Background: I’ve been working on a suite of tools for the past few months to help with some config automation, and one of the config files allows you to put in a range (ie: 1-100, or even 0200-0399). The tool will take the range, look for running jobs with an ID in that range, then do something with it. In some cases, we do have jobs whose ID starts with a zero (or multiple zeroes), so the leading zero can be important. This is where I ran into some interesting discoveries!
Okay, so, to aid in making it easy to iterate over the range, I was using the range operator in Perl, which is the little “..” thing you can do, (or dotdot, or dot-dot, or whatever you might call it). For example:
for(1 .. 100) { printf("%s\n",$_); }
.. or, being a little more realistic:
my $start = 1; my $end = 100; for my $i( $start .. $end ) { printf("%s\n",$i); }
Run those, and you’ll get all the numbers from 1 to 100. Fantastic. Want to get even more crazy? How about letters. Yeah, it does those too. Sweet.
In this example, we’ll get everything from a to z:
my $start = "a"; my $end = "z"; for my $i( $start .. $end ) { printf("%s\n",$i); }
Hrmm, what about if we want the range from a to zzzzz? Yup, it does that too:
my $start = "a"; my $end = "zzzzz"; for my $i( $start .. $end ) { printf("%s\n",$i); }
Of course, I’m not giving you the output, because that would be insane.. but it works. Nice!
There’s actually a bunch more you can do with it, too. There’s even a “…” (dot-dot-dot) that you can do something with (but I forget what). However, it is all documented here:
http://perldoc.perl.org/perlop.html#Range-Operators.
But that’s not what this post is about. It’s about something interesting I ran into. Still interested? Good. Keep reading.
So anyway, in the case of my config parser, I would parse out ranges as tokens (ie: 0200-0300), split, and do a search across the range. For example:
# $range = "0200-0300" my($start,$end) = $range =~ /^(\d+)\-(\d+)$/; for my $id( $start .. $end ) { if(found_job_id($id)) { do_something_with($id); } }
This basically allows us to lazily put large ranges into the config, but requires us to be more specific when creating jobs with new IDs (to ensure it falls within our range). In any case, this works exactly as we’d expect, leading zeroes and all.
Now, as part of error checking, I decided I should make sure that the $start value was less than the $end value, since the range operator will not work if $start is greater than $end. It will just return an empty set. This is documented and not an error, so I wanted to throw an error.

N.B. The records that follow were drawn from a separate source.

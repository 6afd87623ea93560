//! Error types for the tree engine.
//!
//! Most of what can go wrong with stored data is recovered from quietly: a
//! missing path reads as null, an unreadable listing counts as empty. What
//! remains is the backend failing to do I/O.

use jsondb_flat_store::FlatStoreError;

#[derive(thiserror::Error, Debug)]
pub enum Error {
    #[error("{0}")]
    Store(#[from] FlatStoreError),

    #[error("An error occurred while encoding the entry at {path}: {message}")]
    Encode { path: String, message: String },
}
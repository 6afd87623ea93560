//! The `JsonDb` facade: a namespace of documents over one flat store.

use jsondb_flat_store::FlatStore;
use serde_json::Value as JsonValue;

use crate::directory::DirBatch;
use crate::document::Document;
use crate::kind::{self, Kind, Property};
use crate::{eraser, path, reader, writer, Error};

/// Access mode requested when opening a [`JsonDb`].
///
/// The mode is recorded and reported back but nothing checks it: writes go
/// through under `Mode::R` as well.
#[derive(Clone, Copy, Debug, Default, PartialEq, Eq, Hash)]
pub enum Mode {
    #[default]
    R = 0x01,
    W = 0x02,
    WR = 0x03,
}

impl Mode {
    pub fn bits(self) -> u8 {
        self as u8
    }

    pub fn can_read(self) -> bool {
        self.bits() & Mode::R.bits() != 0
    }

    pub fn can_write(self) -> bool {
        self.bits() & Mode::W.bits() != 0
    }
}

/// Nested documents stored under one namespace root of a flat store.
///
/// Every path handed to this type is relative to the namespace: `get("a")`
/// reads `namespace\a`.
///
/// # Example
///
/// ```rust
/// use jsondb_core::{Document, JsonDb, Mode};
/// use jsondb_flat_store::InMemoryFlatStore;
/// use serde_json::json;
///
/// let mut db = JsonDb::new("app", Mode::WR, InMemoryFlatStore::new());
/// db.put_json("a", &json!({"x": 1, "y": [10, 20]})).unwrap();
/// assert_eq!(db.get("a").unwrap(), Document::from(json!({"x": 1, "y": [10, 20]})));
///
/// db.del("a\\x").unwrap();
/// db.del("a\\y").unwrap();
/// assert_eq!(db.get("a").unwrap(), Document::Null);
/// ```
pub struct JsonDb<S> {
    namespace: String,
    mode: Mode,
    store: S,
}

impl<S: FlatStore> JsonDb<S> {
    pub fn new(namespace: impl Into<String>, mode: Mode, store: S) -> Self {
        Self {
            namespace: namespace.into(),
            mode,
            store,
        }
    }

    pub fn namespace(&self) -> &str {
        &self.namespace
    }

    pub fn mode(&self) -> Mode {
        self.mode
    }

    pub fn set_mode(&mut self, mode: Mode) {
        self.mode = mode;
    }

    pub fn store(&self) -> &S {
        &self.store
    }

    pub fn store_mut(&mut self) -> &mut S {
        &mut self.store
    }

    pub fn into_store(self) -> S {
        self.store
    }

    /// The full flat path of `relative` inside this namespace.
    pub fn full_path(&self, relative: &str) -> String {
        path::make_path(&self.namespace, relative)
    }

    /// Join a child segment onto a parent path.
    pub fn make_path(&self, parent: &str, child: &str) -> String {
        path::make_path(parent, child)
    }

    /// Build the path of array element `index` under `parent`.
    pub fn make_array(&self, parent: &str, index: usize) -> String {
        path::make_array(parent, index)
    }

    /// Read the whole namespace as one document.
    pub fn root(&mut self) -> Result<Document, Error> {
        reader::get_document(&mut self.store, &self.namespace)
    }

    /// Read the document at `path`. Missing paths read as `Null`.
    pub fn get(&mut self, path: &str) -> Result<Document, Error> {
        let full = self.full_path(path);
        reader::get_document(&mut self.store, &full)
    }

    /// Read a side property tagged on `path`, `Null` when there is none.
    pub fn get_property(&mut self, path: &str, property: Property) -> Result<Document, Error> {
        let key = property.key_for(&self.full_path(path));
        let raw = match self.store.get_string(&key)? {
            Some(raw) if !raw.is_empty() => raw,
            _ => return Ok(Document::Null),
        };

        match serde_json::from_str::<JsonValue>(&raw) {
            Ok(value) => Ok(Document::from(value)),
            Err(err) => {
                log::warn!("Property {} is unreadable: {}", key, err);
                Ok(Document::Null)
            }
        }
    }

    /// What is stored at `path`: a Directory, a Leaf, or nothing.
    pub fn kind_of(&mut self, path: &str) -> Result<Kind, Error> {
        let full = self.full_path(path);
        kind::kind_of(&mut self.store, None, &full)
    }

    /// Write `document` under `key`, merging into whatever is already there.
    ///
    /// Every Directory touched is written once at the end, followed by a
    /// single `save()`. `key` is registered directly under the namespace
    /// root as one segment.
    pub fn put(&mut self, key: &str, document: &Document) -> Result<(), Error> {
        let full = self.full_path(key);
        log::debug!("Putting {}", full);

        let mut batch = DirBatch::new();
        batch.register(&mut self.store, &self.namespace, &full)?;
        writer::put_document(&mut self.store, &mut batch, &full, document)?;
        batch.flush(&mut self.store)?;
        Ok(())
    }

    /// `put` for a plain JSON value.
    pub fn put_json(&mut self, key: &str, value: &JsonValue) -> Result<(), Error> {
        self.put(key, &Document::from(value.clone()))
    }

    /// Delete the node at `path` and any ancestors left without children.
    ///
    /// Only the node's own entry goes: if it was a Directory, the entries
    /// below it stay in the store, unlisted.
    pub fn del(&mut self, path: &str) -> Result<(), Error> {
        let full = self.full_path(path);
        log::debug!("Deleting {}", full);

        eraser::remove(&mut self.store, &full)?;
        self.store.save()?;
        Ok(())
    }

    /// Delete the namespace root's own entry and nothing else.
    ///
    /// Like `del`, this does not reach the entries below it, and unlike `del`
    /// it never walks above the namespace.
    pub fn clear(&mut self) -> Result<(), Error> {
        log::debug!("Clearing {}", self.namespace);

        eraser::delete_header(&mut self.store, &self.namespace)?;
        self.store.save()?;
        Ok(())
    }
}
fn session(server: &MockServer, region: &str) -> Arc<GcpClient> {
    let client = GcpClient::from_credentials(
        GcpCredentials::from_access_token("test-token"),
        "test-project",
        region,
    )
    .expect("client should build")
    .with_base_url(&server.uri());
    Arc::new(client)
}

fn handle(session: &Arc<GcpClient>, key: &str, name: &str, location: Option<&str>) -> GcpResource {
    GcpResource::new(
        get_resource(key).expect("registered type"),
        Arc::clone(session),
        name.to_string(),
        location.map(str::to_string),
        BTreeMap::new(),
        Arc::new(Vec::new()),
        POLL,
    )
}

async fn mount_empty_bucket(server: &MockServer, bucket: &str) {
    Mock::given(method("GET"))
        .and(path(format!("/storage/v1/b/{bucket}/o")))
        .respond_with(ResponseTemplate::new(200).set_body_json(json!({"kind": "storage#objects"})))
        .mount(server)
        .await;
}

To do so, I just modified my code to implement a simple comparison check:
# $range = "0200-0300" my($start,$end) = $range =~ /^(\d+)\-(\d+)$/; if($start > $end) { throw_error_and_exit("Start is greater than end! Fix your range, buddy."); } for my $id( $start .. $end ) { if(found_job_id($id)) { do_something_with($id); } }
The change seemed harmless enough, but when I ran the config parser again to make sure things worked, I got nothing. Literally. Nothing. It appeared as if everything broke. Weird. No errors, the range is valid (I was using 0100-0200), but, um, what?
After scratching my head for about 20 seconds, I went, “aha!” Yes, just like that.
Sure enough, when I parse out my range from the config, the values I get back are strings (which makes sense), so in the case of 0200-0300, the range operator is actually performing the operation based on the string value of each, using what they consider the “magical auto-increment algorithm” (per the Perl documentation). I don’t know what type of analysis it does, but it’s probably just based on ASCII values.
In any case, AFTER I added my new comparison operation (to check if $start was greater than $end), Perl had to typecast my variables (which were strings) to integers to compare them, therefore dropping the leading zeroes! Here’s something a little more graphic:
# $range = "0200-0300" my($start,$end) = $range =~ /^(\d+)\-(\d+)$/; # <--- STRINGS if($start > $end) { # <--- OMG NOW THEY'RE INTEGERS throw_error_and_exit("Start is greater than end! Fix that."); } for my $id( $start .. $end ) { # <--- HEY WHERE'D THE LEADING ZERO GO? if(found_job_id($id)) { do_something_with($id); } }
This is one of those things with Perl where a mix of dynamic and weak typing features lead to strings magically (and uncontrollably) being casted to integers where needed. In most cases, having a language with both dynamic and weak typing on variables can be nice, but it can also lead to laziness and unexpected results if you’re not careful.
Well, that’s all for today. Just thought I’d share that one.